HOW TO COMPLETE THIS TASK - In how many lines of the listing does the string "EnvFilter" appear? Give only the number.
++++ DATA PROVIDED ++++
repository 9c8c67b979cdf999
//! Configuration for the Sluice CLI and server.
//!
//! The configuration lives in a folder that contains a `config.yml` file. Every section of the
//! file is optional and falls back to defaults. Values can be overridden from the command line or
//! the environment through [`OverridableConfig`].

#![warn(missing_docs)]

mod config;

pub use crate::config::*;
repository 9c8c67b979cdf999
use std::sync::Arc;

use serde::{Deserialize, Serialize};
use tokio::sync::mpsc;

/// The result of shipping a batch, or of rejecting a submission before it was buffered.
#[derive(Clone, Debug, PartialEq, Eq)]
pub enum Outcome {
    /// A batch was accepted by the remote service.
    Success {
        /// The namespace of the batch.
        namespace: String,
        /// The id the remote service assigned to the call.
        correlation_id: String,
    },
    /// A batch was rejected permanently, or a submission failed validation.
    Failure {
        /// The namespace of the batch, absent for submissions that could not be parsed.
        namespace: Option<String>,
        /// A short descriptor of the error.
        error_kind: String,
        /// The human readable error.
        error_message: String,
    },
}

impl Outcome {
    /// Returns the namespace this outcome refers to.
    pub fn namespace(&self) -> Option<&str> {
        match self {
            Self::Success { namespace, .. } => Some(namespace),
            Self::Failure { namespace, .. } => namespace.as_deref(),
        }
    }

    /// Returns `true` if this is a [`Outcome::Success`].
    pub fn is_success(&self) -> bool {
        matches!(self, Self::Success { .. })
    }
}

/// Whether a [`StatusMessage`] reports success.
#[derive(Clone, Copy, Debug, PartialEq, Eq, Serialize, Deserialize)]
#[serde(rename_all = "lowercase")]
pub enum Status {
    /// The batch was accepted.
    Success,
    /// The batch or submission was rejected.
    Fail,
}

/// Body of a [`StatusMessage`].
#[derive(Clone, Debug, PartialEq, Eq, Serialize, Deserialize)]
pub struct StatusResponse {
    /// Success or failure.
    pub status: Status,
    /// The namespace of the batch.
    #[serde(default, skip_serializing_if = "Option::is_none")]
    pub namespace: Option<String>,
    /// The correlation id of a successful call.
    #[serde(default, skip_serializing_if = "Option::is_none")]
    pub cloudwatch_rid: Option<String>,
    /// The error descriptor of a failure.
    #[serde(default, skip_serializing_if = "Option::is_none")]
    pub error: Option<String>,
    /// The error message of a failure.
    #[serde(default, skip_serializing_if = "Option::is_none")]
    pub error_message: Option<String>,
}

/// The message published on the status topic for every [`Outcome`].
#[derive(Clone, Debug, PartialEq, Eq, Serialize, Deserialize)]
pub struct StatusMessage {
    /// The status details.
    pub response: StatusResponse,
    /// The request id. Submissions carry no id, so this is always empty.
    pub id: String,
}

impl From<Outcome> for StatusMessage {
    fn from(outcome: Outcome) -> Self {
        let response = match outcome {
            Outcome::Success {
                namespace,
                correlation_id,
            } => StatusResponse {
                status: Status::Success,
                namespace: Some(namespace),
                cloudwatch_rid: Some(correlation_id),
                error: None,
                error_message: None,
            },
            Outcome::Failure {
                namespace,
                error_kind,
                error_message,
            } => StatusResponse {
                status: Status::Fail,
                namespace,
                cloudwatch_rid: None,
                error: Some(error_kind),
                error_message: Some(error_message),
            },
        };

        Self {
            response,
            id: String::new(),
        }
    }
}

/// Receives outcomes of shipped batches.
///
/// Reporting is fire-and-forget and must not block.
pub trait OutcomeSink: Send + Sync {
    /// Reports a single outcome.
    fn report(&self, outcome: Outcome);
}

impl OutcomeSink for mpsc::UnboundedSender<Outcome> {
    fn report(&self, outcome: Outcome) {
        if self.send(outcome).is_err() {
            sluice_log::debug!("dropping outcome, status producer has shut down");
        }
    }
}

impl<T: OutcomeSink + ?Sized> OutcomeSink for Arc<T> {
    fn report(&self, outcome: Outcome) {
        (**self).report(outcome)
    }
}
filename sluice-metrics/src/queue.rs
use std::cmp::Ordering;
use std::collections::BTreeMap;

use crate::record::MetricRecord;

/// Orders queue entries by timestamp and then by insertion sequence.
#[derive(Clone, Copy, Debug)]
struct QueueKey {
    timestamp: f64,
    sequence: u64,
}

impl PartialEq for QueueKey {
    fn eq(&self, other: &Self) -> bool {
        self.cmp(other) == Ordering::Equal
    }
}

impl Eq for QueueKey {}

impl PartialOrd for QueueKey {
    fn partial_cmp(&self, other: &Self) -> Option<Ordering> {
        Some(self.cmp(other))
    }
}

impl Ord for QueueKey {
    fn cmp(&self, other: &Self) -> Ordering {
        self.timestamp
            .total_cmp(&other.timestamp)
            .then(self.sequence.cmp(&other.sequence))
    }
}

/// A queue of metric records that yields the oldest record first.
///
/// Records are ordered by their timestamp. Records with equal timestamps are yielded in the order
/// they were pushed. The sequence number breaking those ties restarts at `1` whenever a record is
/// pushed into an empty queue.
#[derive(Debug, Default)]
pub struct BufferedQueue {
    entries: BTreeMap<QueueKey, MetricRecord>,
    sequence: u64,
}

impl BufferedQueue {
    /// Creates an empty queue.
    pub fn new() -> Self {
        Self::default()
    }

    /// Inserts a record and returns the sequence number assigned to it.
    pub fn push(&mut self, record: MetricRecord) -> u64 {
        if self.entries.is_empty() {
            self.sequence = 0;
        }
        self.sequence += 1;

        let key = QueueKey {
            timestamp: record.timestamp(),
            sequence: self.sequence,
        };
        self.entries.insert(key, record);
        self.sequence
    }

    /// Removes and returns the oldest record.
    pub fn pop_oldest(&mut self) -> Option<MetricRecord> {
        self.entries.pop_first().map(|(_, record)| record)
    }

    /// Removes up to `max` of the oldest records, oldest first.
    pub fn pop_batch(&mut self, max: usize) -> Vec<MetricRecord> {
        let mut batch = Vec::with_capacity(max.min(self.entries.len()));
        while batch.len() < max {
            match self.pop_oldest() {
                Some(record) => batch.push(record),
                None => break,
            }
        }
        batch
    }

    /// Returns the number of queued records.
    pub fn len(&self) -> usize {
        self.entries.len()
    }

    /// Returns `true` if no records are queued.
    pub fn is_empty(&self) -> bool {
        self.entries.is_empty()
    }

    /// Returns the sequence numbers of all entries in queue order.
    #[cfg(test)]
    fn sequences(&self) -> Vec<u64> {
        self.entries.keys().map(|key| key.sequence).collect()
    }
}

#[cfg(test)]
mod tests {
    use super::*;

    fn record(name: &str, timestamp: f64) -> MetricRecord {
        MetricRecord::new(name, 1.0).with_timestamp(timestamp)
    }

    fn names(records: &[MetricRecord]) -> Vec<&str> {
        records.iter().map(|r| r.name()).collect()
    }

    #[test]
    fn test_orders_by_timestamp() {
        let mut queue = BufferedQueue::new();
        queue.push(record("c", 30.0));
        queue.push(record("a", 10.0));
        queue.push(record("b", 20.0));

        let batch = queue.pop_batch(10);
        assert_eq!(names(&batch), ["a", "b", "c"]);
        assert!(queue.is_empty());
    }

    #[test]
    fn test_equal_timestamps_keep_insertion_order() {
        let mut queue = BufferedQueue::new();
        for name in ["a", "b", "c", "d"] {
            queue.push(record(name, 5.0));
        }

        assert_eq!(queue.sequences(), [1, 2, 3, 4]);
        assert_eq!(names(&queue.pop_batch(4)), ["a", "b", "c", "d"]);
    }

    #[test]
    fn test_sequence_resets_when_empty() {
        let mut queue = BufferedQueue::new();
        assert_eq!(queue.push(record("a", 1.0)), 1);
        assert_eq!(queue.push(record("b", 1.0)), 2);

        queue.pop_oldest();
        // Not empty yet, numbering continues.
        assert_eq!(queue.push(record("c", 1.0)), 3);

        queue.pop_batch(10);
        assert_eq!(queue.push(record("d", 1.0)), 1);
        assert_eq!(queue.push(record("e", 1.0)), 2);
        assert_eq!(queue.sequences(), [1, 2]);
    }

    #[test]
    fn test_pop_batch_bounds() {
        let mut queue = BufferedQueue::new();
        for i in 0..25 {
            queue.push(record("m", i as f64));
        }

        assert_eq!(queue.pop_batch(20).len(), 20);
        assert_eq!(queue.len(), 5);
        assert_eq!(queue.pop_batch(20).len(), 5);
        assert!(queue.pop_batch(20).is_empty());
        assert!(queue.pop_oldest().is_none());
    }

    #[test]
    fn test_nan_timestamps_are_ordered() {
        let mut queue = BufferedQueue::new();
        queue.push(record("nan", f64::NAN));
        queue.push(record("one", 1.0));

        assert_eq!(queue.len(), 2);
        assert_eq!(names(&queue.pop_batch(2)), ["one", "nan"]);
    }
}
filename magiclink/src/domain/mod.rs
pub mod repository;
pub mod types;
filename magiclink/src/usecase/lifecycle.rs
use chrono::{DateTime, Duration, Utc};
use rand::RngExt;

use crate::domain::repository::TokenStore;
use crate::domain::types::{MAX_GENERATION_ATTEMPTS, MagicLink, SECRET_LEN};
use crate::error::{MagicLinkError, StoreError};

/// Charset for generating secrets (64 URL-safe symbols, so every character
/// carries 6 bits of entropy).
const CHARSET: &[u8] = b"ABCDEFGHIJKLMNOPQRSTUVWXYZabcdefghijklmnopqrstuvwxyz0123456789-_";

fn generate_secret() -> String {
    let mut rng = rand::rng();
    (0..SECRET_LEN)
        .map(|_| CHARSET[rng.random_range(0..CHARSET.len())] as char)
        .collect()
}

/// Token state machine: an issued token is valid until consumed or expired;
/// used and expired are both terminal.
#[derive(Clone)]
pub struct TokenLifecycle<S: TokenStore> {
    pub store: S,
}

impl<S: TokenStore> TokenLifecycle<S> {
    /// Issue a fresh token for `email`, expiring `ttl` from now.
    ///
    /// Secret uniqueness is enforced by the store's unique index; on a
    /// collision the secret is regenerated, up to `MAX_GENERATION_ATTEMPTS`
    /// times.
    pub async fn issue(&self, email: &str, ttl: Duration) -> Result<MagicLink, MagicLinkError> {
        for _ in 0..MAX_GENERATION_ATTEMPTS {
            let secret = generate_secret();
            let now = Utc::now();
            match self.store.insert(email, &secret, now, now + ttl).await {
                Ok(link) => return Ok(link),
                Err(StoreError::DuplicateSecret) => continue,
                Err(StoreError::Backend(e)) => return Err(MagicLinkError::Internal(e)),
            }
        }
        // Repeated collisions point at an entropy or store problem.
        tracing::error!(
            attempts = MAX_GENERATION_ATTEMPTS,
            "secret generation exhausted"
        );
        Err(MagicLinkError::GenerationExhausted)
    }

    /// Look up a token that is still redeemable. Unknown, expired and
    /// already-used secrets all collapse into `InvalidOrExpired` so callers
    /// cannot probe which tokens exist.
    pub async fn validate(&self, secret: &str) -> Result<MagicLink, MagicLinkError> {
        self.store
            .find_valid_by_secret(secret, Utc::now())
            .await?
            .ok_or(MagicLinkError::InvalidOrExpired)
    }

    /// Consume a previously validated token. The store's conditional update
    /// lets exactly one concurrent caller win; losers get `InvalidOrExpired`.
    pub async fn consume(&self, link: &MagicLink) -> Result<(), MagicLinkError> {
        if self.store.mark_used(link.id, Utc::now()).await? {
            Ok(())
        } else {
            Err(MagicLinkError::InvalidOrExpired)
        }
    }

    /// Remove every token past its expiry, used or not. Maintenance only,
    /// never on the authentication path.
    pub async fn cleanup(&self, now: DateTime<Utc>) -> Result<u64, MagicLinkError> {
        Ok(self.store.delete_expired(now).await?)
    }
}
use sea_orm_migration::prelude::*;

mod m20260401_000001_create_magic_links;
mod m20260401_000002_create_outbox_events;

pub struct Migrator;

#[async_trait::async_trait]
impl MigratorTrait for Migrator {
    fn migrations() -> Vec<Box<dyn MigrationTrait>> {
        vec![
            Box::new(m20260401_000001_create_magic_links::Migration),
            Box::new(m20260401_000002_create_outbox_events::Migration),
        ]
    }
}

#[tokio::main]
async fn main() {
    cli::run_cli(Migrator).await;
}
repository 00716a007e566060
use tracing_subscriber::{EnvFilter, fmt, layer::SubscriberExt, util::SubscriberInitExt};

/// Initialize structured JSON tracing to stdout, filtered by `RUST_LOG`.
/// Call once at startup; subsequent calls are silently ignored so tests can
/// call it freely. Token secrets are never written to any log field.
pub fn init_tracing() {
    let _ = tracing_subscriber::registry()
        .with(EnvFilter::from_default_env())
        .with(fmt::layer().json())
        .try_init();
}
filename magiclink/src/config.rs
/// Per-scope fixed-window limit: `max_attempts` within `decay_minutes`.
#[derive(Debug, Clone, Copy)]
pub struct ScopeLimit {
    pub max_attempts: u32,
    pub decay_minutes: u64,
}

/// Rate-limit settings for the three issuance scopes.
#[derive(Debug, Clone)]
pub struct RateLimitConfig {
    pub enabled: bool,
    pub per_email: ScopeLimit,
    pub per_ip: ScopeLimit,
    pub global: ScopeLimit,
}

/// Magic-link configuration, loaded once at startup and read-only thereafter.
#[derive(Debug, Clone)]
pub struct MagicLinkConfig {
    /// Token time-to-live in minutes.
    pub link_expiration_minutes: i64,
    /// Where the embedding application sends the user after login.
    pub login_redirect: String,
    /// Subject line for the magic-link email.
    pub email_subject: String,
    /// Base URL for redemption links; the secret becomes the last path segment.
    pub login_url: String,
    pub rate_limiting: RateLimitConfig,
}

impl Default for MagicLinkConfig {
    fn default() -> Self {
        Self {
            link_expiration_minutes: 15,
            login_redirect: "/dashboard".to_owned(),
            email_subject: "Your Magic Login Link".to_owned(),
            login_url: "http://localhost/magic-link/login".to_owned(),
            rate_limiting: RateLimitConfig {
                enabled: true,
                per_email: ScopeLimit {
                    max_attempts: 3,
                    decay_minutes: 60,
                },
                per_ip: ScopeLimit {
                    max_attempts: 10,
                    decay_minutes: 60,
                },
                global: ScopeLimit {
                    max_attempts: 100,
                    decay_minutes: 60,
                },
            },
        }
    }
}

impl MagicLinkConfig {
    /// Load from `MAGICLINK_*` environment variables, falling back to the
    /// defaults above for anything unset or unparseable.
    pub fn from_env() -> Self {
        let defaults = Self::default();
        Self {
            link_expiration_minutes: env_or(
                "MAGICLINK_EXPIRATION_MINUTES",
                defaults.link_expiration_minutes,
            ),
            login_redirect: std::env::var("MAGICLINK_LOGIN_REDIRECT")
                .unwrap_or(defaults.login_redirect),
            email_subject: std::env::var("MAGICLINK_EMAIL_SUBJECT")
                .unwrap_or(defaults.email_subject),
            login_url: std::env::var("MAGICLINK_LOGIN_URL").unwrap_or(defaults.login_url),
            rate_limiting: RateLimitConfig {
                enabled: env_or("MAGICLINK_RATE_LIMITING_ENABLED", true),
                per_email: ScopeLimit {
                    max_attempts: env_or("MAGICLINK_EMAIL_MAX_ATTEMPTS", 3),
                    decay_minutes: env_or("MAGICLINK_EMAIL_DECAY_MINUTES", 60),
                },
                per_ip: ScopeLimit {
                    max_attempts: env_or("MAGICLINK_IP_MAX_ATTEMPTS", 10),
                    decay_minutes: env_or("MAGICLINK_IP_DECAY_MINUTES", 60),
                },
                global: ScopeLimit {
                    max_attempts: env_or("MAGICLINK_GLOBAL_MAX_ATTEMPTS", 100),
                    decay_minutes: env_or("MAGICLINK_GLOBAL_DECAY_MINUTES", 60),
                },
            },
        }
    }
}

fn env_or<T: std::str::FromStr>(name: &str, default: T) -> T {
    std::env::var(name)
        .ok()
        .and_then(|v| v.parse().ok())
        .unwrap_or(default)
}
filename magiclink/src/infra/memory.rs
use std::collections::HashMap;
use std::sync::{Arc, Mutex};

use chrono::{DateTime, Duration, Utc};

use crate::domain::repository::RateLimiter;
use crate::error::MagicLinkError;

#[derive(Debug, Clone)]
struct FixedWindow {
    count: u32,
    window_start: DateTime<Utc>,
    window_secs: u64,
}

impl FixedWindow {
    fn elapsed_at(&self, now: DateTime<Utc>) -> bool {
        now - self.window_start > Duration::seconds(self.window_secs as i64)
    }

    fn resets_at(&self) -> DateTime<Utc> {
        self.window_start + Duration::seconds(self.window_secs as i64)
    }
}

/// Process-local fixed-window counters for single-instance deployments and
/// tests. Multi-instance deployments must use `RedisRateLimiter` so all
/// instances share one set of counters.
#[derive(Clone, Default)]
pub struct MemoryRateLimiter {
    windows: Arc<Mutex<HashMap<String, FixedWindow>>>,
}

impl MemoryRateLimiter {
    pub fn new() -> Self {
        Self::default()
    }

    fn live_count(&self, key: &str) -> u32 {
        let now = Utc::now();
        let windows = self.windows.lock().unwrap();
        windows
            .get(key)
            .filter(|w| !w.elapsed_at(now))
            .map(|w| w.count)
            .unwrap_or(0)
    }
}

impl RateLimiter for MemoryRateLimiter {
    async fn too_many_attempts(
        &self,
        key: &str,
        max_attempts: u32,
    ) -> Result<bool, MagicLinkError> {
        Ok(self.live_count(key) >= max_attempts)
    }

    async fn available_in(&self, key: &str) -> Result<u64, MagicLinkError> {
        let now = Utc::now();
        let windows = self.windows.lock().unwrap();
        let secs = windows
            .get(key)
            .filter(|w| !w.elapsed_at(now))
            .map(|w| (w.resets_at() - now).num_seconds())
            .unwrap_or(0);
        Ok(secs.max(0) as u64)
    }

    async fn hit(&self, key: &str, window_secs: u64) -> Result<(), MagicLinkError> {
        let now = Utc::now();
        let mut windows = self.windows.lock().unwrap();
        let window = windows.entry(key.to_owned()).or_insert(FixedWindow {
            count: 0,
            window_start: now,
            window_secs,
        });
        if window.elapsed_at(now) {
            window.count = 0;
            window.window_start = now;
            window.window_secs = window_secs;
        }
        window.count += 1;
        Ok(())
    }

    async fn remaining_attempts(
        &self,
        key: &str,
        max_attempts: u32,
    ) -> Result<u32, MagicLinkError> {
        Ok(max_attempts.saturating_sub(self.live_count(key)))
    }
}
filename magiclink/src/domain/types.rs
use std::fmt;

use chrono::{DateTime, Utc};
use serde::Serialize;
use uuid::Uuid;

/// User identity resolved through the external user directory.
#[derive(Debug, Clone, PartialEq, Eq)]
pub struct Identity {
    pub id: Uuid,
    pub email: String,
}

/// One-time magic-link token backing an emailed login URL.
#[derive(Debug, Clone)]
pub struct MagicLink {
    pub id: Uuid,
    /// Associated address; one email may have several outstanding tokens.
    pub email: String,
    /// High-entropy URL-safe secret, the sole credential. Never logged.
    pub secret: String,
    pub issued_at: DateTime<Utc>,
    pub expires_at: DateTime<Utc>,
    /// Set exactly once on consumption; a used token never reverts.
    pub used_at: Option<DateTime<Utc>>,
}

impl MagicLink {
    /// A token is valid iff it is unused and `now` is strictly before
    /// `expires_at` (`now == expires_at` is already expired).
    pub fn is_valid_at(&self, now: DateTime<Utc>) -> bool {
        self.used_at.is_none() && now < self.expires_at
    }

    pub fn is_used(&self) -> bool {
        self.used_at.is_some()
    }

    pub fn is_expired_at(&self, now: DateTime<Utc>) -> bool {
        self.expires_at <= now
    }
}

/// Rate-limit scope; issuance checks them in order email → ip → global and
/// the first exceeded scope wins.
#[derive(Debug, Clone, Copy, PartialEq, Eq)]
pub enum RateScope {
    Email,
    Ip,
    Global,
}

impl RateScope {
    pub fn as_str(&self) -> &'static str {
        match self {
            Self::Email => "email",
            Self::Ip => "ip",
            Self::Global => "global",
        }
    }
}

impl fmt::Display for RateScope {
    fn fmt(&self, f: &mut fmt::Formatter<'_>) -> fmt::Result {
        f.write_str(self.as_str())
    }
}

/// Outbound message content for a magic-link email.
#[derive(Debug, Clone, Serialize)]
pub struct LinkEmail {
    pub token_id: Uuid,
    pub recipient: String,
    pub subject: String,
    /// Full redemption URL with the secret embedded.
    pub link: String,
    /// For display in the email body.
    pub expires_in_minutes: i64,
}

/// Read-only store counts for health tooling.
#[derive(Debug, Clone, Copy, PartialEq, Eq, Serialize)]
pub struct TokenStats {
    pub total: u64,
    pub expired: u64,
}

/// Secret length in characters over a 64-symbol URL-safe alphabet (≈258 bits).
pub const SECRET_LEN: usize = 43;

/// Bounded retries when a generated secret collides with an existing row.
pub const MAX_GENERATION_ATTEMPTS: usize = 5;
++++
EXERCISE OUTPUT - 2